The strike began on May 16.
As the national bus strike edges into its third week, unions and bus bosses are set to meet again on Thursday to see if they can resolve the sticking points of the protracted negotiations.
The strike — which started on April 16 — has left commuters all over the country without transport.
READ MORE: Unions reject bus bosses’ ‘insulting’ offer, call for intensified strike action
Five different unions are participating in the strike, including the South African Transport and Allied Workers’ Union (Satawu), the National Union of Metalworkers of South Africa, the Tirisano Transport and Service Workers Union, the Transport and Omnibus Workers Union and the Transport and Allied Workers Union.
Despite interventions from the Commission for Conciliation, Mediation and Arbitration (CCMA) and labour and transport ministers, the negotiations between unions, drivers and bus bosses have consistently ended in a stalemate.
Satawu said the labour minister Mildred Oliphant managed to get the unions to lower their wage demands from 9.5% across the board for the first year and 8.5% for the second to 9% and 8.5% respectively.But the union said in a press statement employers had failed “to rise to the occasion”.
READ MORE: No pedal to the metal as bus strike rolls on
The last offer made by employers associations is an 8% wage increase for the first year and 8.5% for the second, said John Dammert from the employer’s caucus.
Last week, Satawu intimated employers in the bus industry had given the unions until Wednesday to accept this offer. Dammert denies such an ultimatum was made.

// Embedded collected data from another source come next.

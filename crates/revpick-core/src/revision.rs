//! Commit identifiers, named refs and the revisions built from them.

use derive_more::Display;
use serde::{Deserialize, Serialize};

/// A full commit object id as reported by the repository.
#[derive(Debug, Clone, PartialEq, Eq, Hash, PartialOrd, Ord, Serialize, Deserialize, Display)]
#[display("{_0}")]
#[serde(transparent)]
pub struct CommitId(String);

impl CommitId {
    pub fn new(id: impl Into<String>) -> Self {
        Self(id.into())
    }

    pub fn as_str(&self) -> &str {
        &self.0
    }

    /// First seven characters, for log output.
    pub fn short(&self) -> &str {
        self.0.get(..7).unwrap_or(&self.0)
    }
}

impl From<&str> for CommitId {
    fn from(id: &str) -> Self {
        Self(id.to_string())
    }
}

impl From<String> for CommitId {
    fn from(id: String) -> Self {
        Self(id)
    }
}

/// A name that justified picking a commit: a remote branch, a tag alias or
/// the synthetic `detached` ref for raw commit specs.
#[derive(Debug, Clone, PartialEq, Eq, Hash, Serialize, Deserialize)]
pub struct NamedRef {
    pub name: String,
    pub commit: CommitId,
}

impl NamedRef {
    /// Name used for candidates found by resolving a commit id directly.
    pub const DETACHED: &'static str = "detached";

    pub fn new(name: impl Into<String>, commit: CommitId) -> Self {
        Self {
            name: name.into(),
            commit,
        }
    }

    pub fn detached(commit: CommitId) -> Self {
        Self::new(Self::DETACHED, commit)
    }

    /// The name with any `refs/heads/`, `refs/remotes/<remote>/`,
    /// `remotes/<remote>/` or `<remote>/` prefix removed.
    pub fn short_name(&self) -> &str {
        let name = self.name.as_str();
        if let Some(rest) = name.strip_prefix("refs/heads/") {
            return rest;
        }
        let remote_qualified = name
            .strip_prefix("refs/remotes/")
            .or_else(|| name.strip_prefix("remotes/"))
            .unwrap_or(name);
        remote_qualified
            .split_once('/')
            .map(|(_, branch)| branch)
            .unwrap_or(remote_qualified)
    }
}

impl std::fmt::Display for NamedRef {
    fn fmt(&self, f: &mut std::fmt::Formatter<'_>) -> std::fmt::Result {
        write!(f, "{}@{}", self.name, self.commit.short())
    }
}

/// A commit proposed by a single spec, with the refs that point at it.
///
/// A candidate is always created from at least one ref, so `refs` is never
/// empty.
#[derive(Debug, Clone, PartialEq, Eq)]
pub struct Candidate {
    commit: CommitId,
    refs: Vec<NamedRef>,
}

impl Candidate {
    pub fn new(named: NamedRef) -> Self {
        Self {
            commit: named.commit.clone(),
            refs: vec![named],
        }
    }

    pub fn commit(&self) -> &CommitId {
        &self.commit
    }

    pub fn refs(&self) -> &[NamedRef] {
        &self.refs
    }

    /// Add another ref pointing at the same commit. Duplicate names are
    /// ignored.
    pub fn add_ref(&mut self, named: NamedRef) {
        debug_assert_eq!(named.commit, self.commit);
        if !self.refs.iter().any(|r| r.name == named.name) {
            self.refs.push(named);
        }
    }
}

impl std::fmt::Display for Candidate {
    fn fmt(&self, f: &mut std::fmt::Formatter<'_>) -> std::fmt::Result {
        let names: Vec<&str> = self.refs.iter().map(|r| r.name.as_str()).collect();
        write!(f, "{} ({})", self.commit, names.join(", "))
    }
}

/// The revision selected for a build.
#[derive(Debug, Clone, PartialEq, Eq, Serialize, Deserialize)]
pub struct Revision {
    pub commit: CommitId,
    pub refs: Vec<NamedRef>,
}

impl Revision {
    /// Check whether any ref of this revision has the given short name.
    pub fn has_ref(&self, short_name: &str) -> bool {
        self.refs.iter().any(|r| r.short_name() == short_name)
    }
}

impl From<Candidate> for Revision {
    fn from(candidate: Candidate) -> Self {
        Self {
            commit: candidate.commit,
            refs: candidate.refs,
        }
    }
}

impl std::fmt::Display for Revision {
    fn fmt(&self, f: &mut std::fmt::Formatter<'_>) -> std::fmt::Result {
        let names: Vec<&str> = self.refs.iter().map(|r| r.name.as_str()).collect();
        write!(f, "{} ({})", self.commit, names.join(", "))
    }
}
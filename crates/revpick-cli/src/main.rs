//! revpick CLI tool.

use clap::{Parser, Subcommand};
use std::path::PathBuf;
use tracing_subscriber::EnvFilter;

mod commands;
mod git;

#[derive(Parser)]
#[command(name = "revpick")]
#[command(about = "Pick the revision a CI build should check out", long_about = None)]
struct Cli {
    /// Log chooser decisions
    #[arg(short, long, global = true)]
    verbose: bool,

    #[command(subcommand)]
    command: Commands,
}

#[derive(Subcommand)]
enum Commands {
    /// Select the revision to build from a local repository
    Select(commands::select::SelectArgs),
    /// Show which branch names a spec matches
    Match {
        /// Branch spec
        spec: String,
        /// Branch names, e.g. origin/master
        #[arg(required = true)]
        branches: Vec<String>,
    },
    /// Validate a chooser configuration
    Validate {
        /// Path to the configuration file
        #[arg(default_value = "revpick.kdl")]
        path: PathBuf,
    },
}

#[tokio::main]
async fn main() -> anyhow::Result<()> {
    let cli = Cli::parse();

    let default_level = if cli.verbose { "debug" } else { "info" };
    tracing_subscriber::fmt()
        .with_env_filter(
            EnvFilter::try_from_default_env().unwrap_or_else(|_| EnvFilter::new(default_level)),
        )
        .with_writer(std::io::stderr)
        .init();

    match cli.command {
        Commands::Select(args) => {
            commands::select::run(args, cli.verbose).await?;
        }
        Commands::Match { spec, branches } => {
            commands::match_branches(&spec, &branches)?;
        }
        Commands::Validate { path } => {
            commands::validate(&path)?;
        }
    }

    Ok(())
}
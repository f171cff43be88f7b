//! Branch specs and branch-name matching.
//!
//! A spec is one of:
//! - a commit id (6 to 40 lowercase hex characters),
//! - a wildcard branch name (`master`, `origin/release-*`, `**`),
//! - a regex prefixed with `:` (`:^(?!origin/master$).*`).
//!
//! Wildcards: `**` matches any sequence, `*` matches any sequence that does
//! not contain `/`. An unqualified name also matches the same branch on any
//! remote, so `master` matches `origin/master` and
//! `refs/remotes/upstream/master`. Regex specs must match the whole branch
//! name as the repository reports it.

use serde::{Deserialize, Serialize};
use std::sync::OnceLock;

use crate::{ChooserError, Result};

/// Prefix marking a spec as a regular expression.
pub const REGEX_SENTINEL: char = ':';

/// Syntactic class of a spec.
#[derive(Debug, Clone, Copy, PartialEq, Eq)]
pub enum SpecKind {
    /// Looks like a commit id; resolved directly before anything else.
    ShaLike,
    /// `:`-prefixed regular expression.
    Regex,
    /// Branch or tag name, possibly with `*` wildcards.
    Literal,
}

#[derive(Debug)]
enum Matcher {
    Regex(fancy_regex::Regex),
    Wildcard(regex::Regex),
}

/// A configured branch spec.
#[derive(Debug, Serialize, Deserialize)]
#[serde(from = "String", into = "String")]
pub struct BranchSpec {
    name: String,
    matcher: OnceLock<std::result::Result<Matcher, String>>,
}

impl BranchSpec {
    /// Create a spec. Surrounding whitespace is trimmed and an empty spec
    /// matches every branch.
    pub fn new(name: impl AsRef<str>) -> Self {
        let trimmed = name.as_ref().trim();
        let name = if trimmed.is_empty() { "**" } else { trimmed };
        Self {
            name: name.to_string(),
            matcher: OnceLock::new(),
        }
    }

    pub fn name(&self) -> &str {
        &self.name
    }

    pub fn kind(&self) -> SpecKind {
        if is_sha_like(&self.name) {
            SpecKind::ShaLike
        } else if self.regex_body().is_some() {
            SpecKind::Regex
        } else {
            SpecKind::Literal
        }
    }

    /// Whether the spec could name a tag: no `/`, no `*`, not a commit id
    /// and not a regex.
    pub fn is_plain_name(&self) -> bool {
        self.kind() == SpecKind::Literal && !self.name.contains(['/', '*'])
    }

    /// Check that the spec compiles.
    pub fn validate(&self) -> Result<()> {
        self.matcher().map(|_| ())
    }

    /// Whether `branch` (e.g. `origin/master`) matches this spec.
    pub fn matches(&self, branch: &str) -> Result<bool> {
        Ok(match self.matcher()? {
            Matcher::Wildcard(re) => re.is_match(branch),
            // Running out of backtracking budget counts as no match.
            Matcher::Regex(re) => re.is_match(branch).unwrap_or(false),
        })
    }

    /// Filter `branches` down to those matching this spec, keeping order.
    pub fn filter_matching<'a, T, F>(&self, branches: &'a [T], name: F) -> Result<Vec<&'a T>>
    where
        F: Fn(&T) -> &str,
    {
        let mut matching = Vec::new();
        for branch in branches {
            if self.matches(name(branch))? {
                matching.push(branch);
            }
        }
        Ok(matching)
    }

    fn regex_body(&self) -> Option<&str> {
        self.name
            .strip_prefix(REGEX_SENTINEL)
            .filter(|body| !body.is_empty())
    }

    fn matcher(&self) -> Result<&Matcher> {
        self.matcher
            .get_or_init(|| self.compile())
            .as_ref()
            .map_err(|message| ChooserError::InvalidSpec {
                spec: self.name.clone(),
                message: message.clone(),
            })
    }

    fn compile(&self) -> std::result::Result<Matcher, String> {
        if let Some(body) = self.regex_body() {
            return fancy_regex::Regex::new(&format!("^(?:{body})$"))
                .map(Matcher::Regex)
                .map_err(|e| e.to_string());
        }
        regex::Regex::new(&wildcard_pattern(&self.name))
            .map(Matcher::Wildcard)
            .map_err(|e| e.to_string())
    }
}

impl Clone for BranchSpec {
    fn clone(&self) -> Self {
        Self::new(&self.name)
    }
}

impl PartialEq for BranchSpec {
    fn eq(&self, other: &Self) -> bool {
        self.name == other.name
    }
}

impl Eq for BranchSpec {}

impl From<String> for BranchSpec {
    fn from(name: String) -> Self {
        Self::new(name)
    }
}

impl From<&str> for BranchSpec {
    fn from(name: &str) -> Self {
        Self::new(name)
    }
}

impl From<BranchSpec> for String {
    fn from(spec: BranchSpec) -> Self {
        spec.name
    }
}

impl std::fmt::Display for BranchSpec {
    fn fmt(&self, f: &mut std::fmt::Formatter<'_>) -> std::fmt::Result {
        f.write_str(&self.name)
    }
}

/// 6 to 40 lowercase hex characters.
pub fn is_sha_like(s: &str) -> bool {
    (6..=40).contains(&s.len()) && s.bytes().all(|b| matches!(b, b'0'..=b'9' | b'a'..=b'f'))
}

/// Anchored regex for a wildcard branch spec, including the optional ref
/// prefix.
fn wildcard_pattern(name: &str) -> String {
    let prefix = if !name.contains("**") && !name.contains('/') {
        "(?:refs/heads/|refs/remotes/[^/]+/|remotes/[^/]+/|[^/]+/)?"
    } else {
        "(?:refs/heads/|refs/remotes/|remotes/)?"
    };
    format!("^{prefix}{}$", wildcard_to_regex(name))
}

fn wildcard_to_regex(name: &str) -> String {
    let mut out = String::new();
    let mut rest = name;
    while !rest.is_empty() {
        let stars = rest.len() - rest.trim_start_matches('*').len();
        if stars > 0 {
            out.push_str(&".*".repeat(stars / 2));
            if stars % 2 == 1 {
                out.push_str("[^/]*");
            }
            rest = &rest[stars..];
        } else {
            let literal = rest.find('*').map_or(rest, |end| &rest[..end]);
            out.push_str(&regex::escape(literal));
            rest = &rest[literal.len()..];
        }
    }
    out
}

“Giving ultimatums is not in our domain as an association and it totally runs against the grain of negotiating in good will,” Dammert said.
Dammert added that the reason employers are sticking to their guns on the current offer is because of the ever-present operational difficulties faced by the bus sector. He cited Putco’s mass retrenchments and the bailout of Autopax after the company was unable to pay staff.
He explained the bus sector — in addition to operational difficulties — is dealing with dwindling support in the form of subsidies from the department of transport as another reason why employers could not meet the demands made by unions.
But the department of transport has refuted this claim, saying that for 2018/19 financial year there has been a 3.24% increase on the Public Transport Operations Grant paid to operators.
Head of communications for the department Collen Msibi said that it is “incorrect to generalise that the ‘bus sector’ is suffering because of an inadequate increase to the subsidy because not all bus companies at the bargaining council are subsidised”.
Msibi added that, while commuter bus services are subsidised, long distance buses — which are also participating in the strike negotiations — are not subsidised.